Forum Moderators: phranque
Google has indexed identical copies of a page.
www.domain.com/directory/Oceania/Australia/
and
www.domain.com/directory/Oceania/Australia/?ID=462
The page with ?ID=462 should display a 404 error.
How can I set this up in my htaccess file?
# Create 404 on all root folder requests with query strings
# appended by rewriting to a file that does not exist
RewriteCond %{QUERY_STRING} &?ID=
RewriteRule ^[^/]*$ /non-existent-file.hmtl [L]
# Return 404 response on all root folder
# requests with query strings appended
RewriteCond %{QUERY_STRING} &?ID=
RewriteRule ^[^/]*$ - [R=404,L]
You might do better by deciding exactly which directories should 404 if a query string is present, and which should not and then listing them. Then reduce these lists by removing all but the "common paths" from directories which should all be treated in common -- For example, if all subdirectories of "/directory/" should be 404'ed when a query string is present, then "directory/" is all you need to match in the pattern. Take the shorter or least-likely-to-change (should or should not 404) list and code for that.
It might be that simply excluding the specific path to your script directory, and perhaps the path to your Web-accessible "stats" directory would be an easy, compact solution. But you have to decide, as pretty much all hosts configure their servers differently.
If you read our Forum Charter [webmasterworld.com], you'll find that while we're happy to get you started with examples or to help you to fix a *difficult* bug, we cannot write your code for you. Please check out the documents cited in that charter, using them to decipher the examples above, and see if you can help us help you...
Thanks,
Jim
I have tested what I thought would work, but I am having trouble getting there:
rewriteCond %{QUERY_STRING} .
rewriteRule (.*) http://www.example.com/$1? [R=301,L]

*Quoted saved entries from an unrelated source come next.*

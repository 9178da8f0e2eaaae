//! Parser for the filter grammar consumed by the search core's filter
//! iterator tree (see `glint_core::filter`).
//!
//! BNF grammar:
//!
//! ```text
//! filter      = expression EOF
//! expression  = or
//! or          = and (WS* "||" WS* and)*
//! and         = primary (WS* "&&" WS* primary)*
//! primary     = "(" WS* expression WS* ")" | reference | condition
//! reference   = "$" word "(" WS* expression WS* ")"
//! condition   = field ":=" "[" value ("," value)* "]"
//!             | field ":" "[" value ".." value "]"
//!             | field ("!=" | ">=" | "<=" | ">" | "<" | ":") value
//! field       = word
//! value       = word | singleQuoted | doubleQuoted
//! ```

mod condition;
mod error;
mod value;

pub use error::{Error, ErrorKind};
use nom::branch::alt;
use nom::character::complete::{char, multispace0};
use nom::combinator::{all_consuming, cut, eof};
use nom::sequence::{delimited, preceded, terminated};
use nom::Finish;
use nom_locate::LocatedSpan;

pub type Span<'a> = LocatedSpan<&'a str, &'a str>;
type IResult<'a, Ret> = nom::IResult<Span<'a>, Ret, Error<'a>>;

const MAX_FILTER_DEPTH: usize = 200;

#[derive(Debug, Clone, Eq)]
pub struct Token<'a> {
    span: Span<'a>,
    value: Option<String>,
}

impl<'a> PartialEq for Token<'a> {
    fn eq(&self, other: &Self) -> bool {
        self.value() == other.value()
    }
}

impl<'a> Token<'a> {
    pub fn new(span: Span<'a>, value: Option<String>) -> Self {
        Self { span, value }
    }

    pub fn value(&self) -> &str {
        self.value.as_deref().unwrap_or(&self.span)
    }

    pub fn parse_finite_float(&self) -> Result<f64, Error<'a>> {
        self.value()
            .parse::<f64>()
            .map_err(|_| Error::new_from_kind(self.span, error::ErrorKind::ExpectedValue))
            .and_then(|v| {
                if v.is_finite() {
                    Ok(v)
                } else {
                    Err(Error::new_from_kind(self.span, error::ErrorKind::ExpectedValue))
                }
            })
    }
}

impl<'a> From<Span<'a>> for Token<'a> {
    fn from(span: Span<'a>) -> Self {
        Self { span, value: None }
    }
}

impl<'a> From<&'a str> for Token<'a> {
    fn from(s: &'a str) -> Self {
        Token::from(Span::new_extra(s, s))
    }
}

/// Comparator carried by a filter condition leaf, matching spec §6's
/// `op ∈ { :, :=, :!=, :>, :<, :>=, :<=, :[lo..hi] }`.
#[derive(Debug, Clone, Copy, PartialEq, Eq)]
pub enum Op {
    Eq,
    SetEq,
    NotEq,
    Gt,
    Gte,
    Lt,
    Lte,
    Range,
}

#[derive(Debug, Clone, PartialEq, Eq)]
pub enum FilterExpr<'a> {
    Condition { field: Token<'a>, op: Op, values: Vec<Token<'a>> },
    Reference { collection: Token<'a>, inner: Box<FilterExpr<'a>> },
    And(Box<FilterExpr<'a>>, Box<FilterExpr<'a>>),
    Or(Box<FilterExpr<'a>>, Box<FilterExpr<'a>>),
}

fn parse_primary(input: Span) -> IResult<FilterExpr> {
    alt((
        delimited(
            terminated(char('('), multispace0),
            cut(parse_expression),
            cut(preceded(multispace0, char(')'))),
        ),
        |i| condition::parse_reference(i, parse_expression),
        condition::parse_condition,
    ))(input)
}

fn parse_and(input: Span) -> IResult<FilterExpr> {
    let (input, first) = parse_primary(input)?;
    let (input, rest) = nom::multi::many0(preceded(
        delimited(multispace0, nom::bytes::complete::tag("&&"), multispace0),
        cut(parse_primary),
    ))(input)?;
    Ok((input, rest.into_iter().fold(first, |acc, node| FilterExpr::And(Box::new(acc), Box::new(node)))))
}

fn parse_or(input: Span) -> IResult<FilterExpr> {
    let (input, first) = parse_and(input)?;
    let (input, rest) = nom::multi::many0(preceded(
        delimited(multispace0, nom::bytes::complete::tag("||"), multispace0),
        cut(parse_and),
    ))(input)?;
    Ok((input, rest.into_iter().fold(first, |acc, node| FilterExpr::Or(Box::new(acc), Box::new(node)))))
}

fn parse_expression(input: Span) -> IResult<FilterExpr> {
    delimited(multispace0, parse_or, multispace0)(input)
}

/// Parses a complete filter string into its AST. Returns `Ok` only if the
/// full input is consumed and matched by the grammar.
pub fn parse_filter(input: &str) -> Result<FilterExpr, Error> {
    let span = Span::new_extra(input, input);
    let (_, node) =
        all_consuming(terminated(parse_expression, eof))(span).finish().map(|(rem, node)| (rem, node))?;
    depth_check(&node, 0)?;
    Ok(node)
}

fn depth_check<'a>(expr: &FilterExpr<'a>, depth: usize) -> Result<(), Error<'a>> {
    if depth > MAX_FILTER_DEPTH {
        return Err(Error::new_from_kind(
            Span::new_extra("", ""),
            error::ErrorKind::ExpectedClosingParenthesis,
        ));
    }
    match expr {
        FilterExpr::And(l, r) | FilterExpr::Or(l, r) => {
            depth_check(l, depth + 1)?;
            depth_check(r, depth + 1)
        }
        FilterExpr::Reference { inner, .. } => depth_check(inner, depth + 1),
        FilterExpr::Condition { .. } => Ok(()),
    }
}

#[cfg(test)]
mod tests {
    use super::*;

    #[test]
    fn parses_simple_equality() {
        let expr = parse_filter("year:1922").unwrap();
        assert_eq!(
            expr,
            FilterExpr::Condition {
                field: "year".into(),
                op: Op::Eq,
                values: vec!["1922".into()],
            }
        );
    }

    #[test]
    fn parses_and_or_precedence() {
        let expr = parse_filter("a:1 && b:2 || c:3").unwrap();
        // `&&` binds tighter than `||`.
        match expr {
            FilterExpr::Or(l, r) => {
                assert!(matches!(*l, FilterExpr::And(_, _)));
                assert!(matches!(*r, FilterExpr::Condition { .. }));
            }
            other => panic!("expected Or at top level, got {other:?}"),
        }
    }

    #[test]
    fn parses_set_membership() {
        let expr = parse_filter("brand:=[nike,adidas]").unwrap();
        match expr {
            FilterExpr::Condition { op: Op::SetEq, values, .. } => {
                assert_eq!(values.len(), 2);
                assert_eq!(values[0].value(), "nike");
                assert_eq!(values[1].value(), "adidas");
            }
            other => panic!("unexpected {other:?}"),
        }
    }

    #[test]
    fn parses_range() {
        let expr = parse_filter("points:[10..100]").unwrap();
        match expr {
            FilterExpr::Condition { op: Op::Range, values, .. } => {
                assert_eq!(values[0].value(), "10");
                assert_eq!(values[1].value(), "100");
            }
            other => panic!("unexpected {other:?}"),
        }
    }

    #[test]
    fn parses_not_equal() {
        let expr = parse_filter("status:!=deleted").unwrap();
        assert!(matches!(expr, FilterExpr::Condition { op: Op::NotEq, .. }));
    }

    #[test]
    fn parses_parenthesized_grouping() {
        let expr = parse_filter("(a:1 || b:2) && c:3").unwrap();
        match expr {
            FilterExpr::And(l, r) => {
                assert!(matches!(*l, FilterExpr::Or(_, _)));
                assert!(matches!(*r, FilterExpr::Condition { .. }));
            }
            other => panic!("unexpected {other:?}"),
        }
    }

    #[test]
    fn parses_reference_filter() {
        let expr = parse_filter("$Authors(name:=[tolkien])").unwrap();
        match expr {
            FilterExpr::Reference { collection, inner } => {
                assert_eq!(collection.value(), "Authors");
                assert!(matches!(*inner, FilterExpr::Condition { op: Op::SetEq, .. }));
            }
            other => panic!("unexpected {other:?}"),
        }
    }

    #[test]
    fn rejects_malformed_range() {
        assert!(parse_filter("points:[10..]").is_err());
    }
}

I know I don't have it right yet, and I am probably not putting it in the right order with respect to my other redirects. Any suggestions?
Thanks. Works great!
I was going to say something ...
You should have, then I would have picked up the error rightaway. :)
I had meant to post this:
RewriteCond %{QUERY_STRING} &?ID=
RewriteRule .* /does-not-exist [L] but the conversation has moved on a bit since then.
On Apache 1.x or 2.x
# Create 404 on all root folder requests with query strings
# appended by rewriting to a file that does not exist
RewriteCond %{QUERY_STRING} &?ID=
RewriteRule ^[^/]*$ /non-existent-file.hmt[b]l?[/b] [L]
---
crobb305,
If you get 'naked question mark' requests, the code above won't work because the question mark is a delimiter between the URL-path (or optional fragment identifier/named-anchor) and the query string. Therefore it is not visible in either the URL-path examined by RewriteRule or the %{QUERY_STRING} variable.
So in order to 'see' it, we have to look at %{THE_REQUEST} :
RewriteCond %{THE_REQUEST} ^[A-Z]+\ /[^?\ ]*\?[^\ ]*\ HTTP/
RewriteRule ^ /non-existent-file.hmtl? [L]
Jim
# If a spurious query string delimiter and/or query string is appended
# to an otherwise-valid URL, externally redirect the request to strip
# off the query string delimiter and query (else just let it go 404).
RewriteCond $1 !^(forum/index\.php¦stats/)
RewriteCond %{THE_REQUEST} ^[A-Z]+\ /[^?\ ]*\?[^\ ]*\ HTTP/
RewriteCond %{REQUEST_FILENAME} -d [OR]
RewriteCond %{REQUEST_FILENAME} -f
RewriteRule ^(.*)$ http://www.example.com/$1? [R=301,L]
Note that as discussed in several recent threads, file- and directory-exists checks should always be done last in order to avoid wasting a lot of server resources.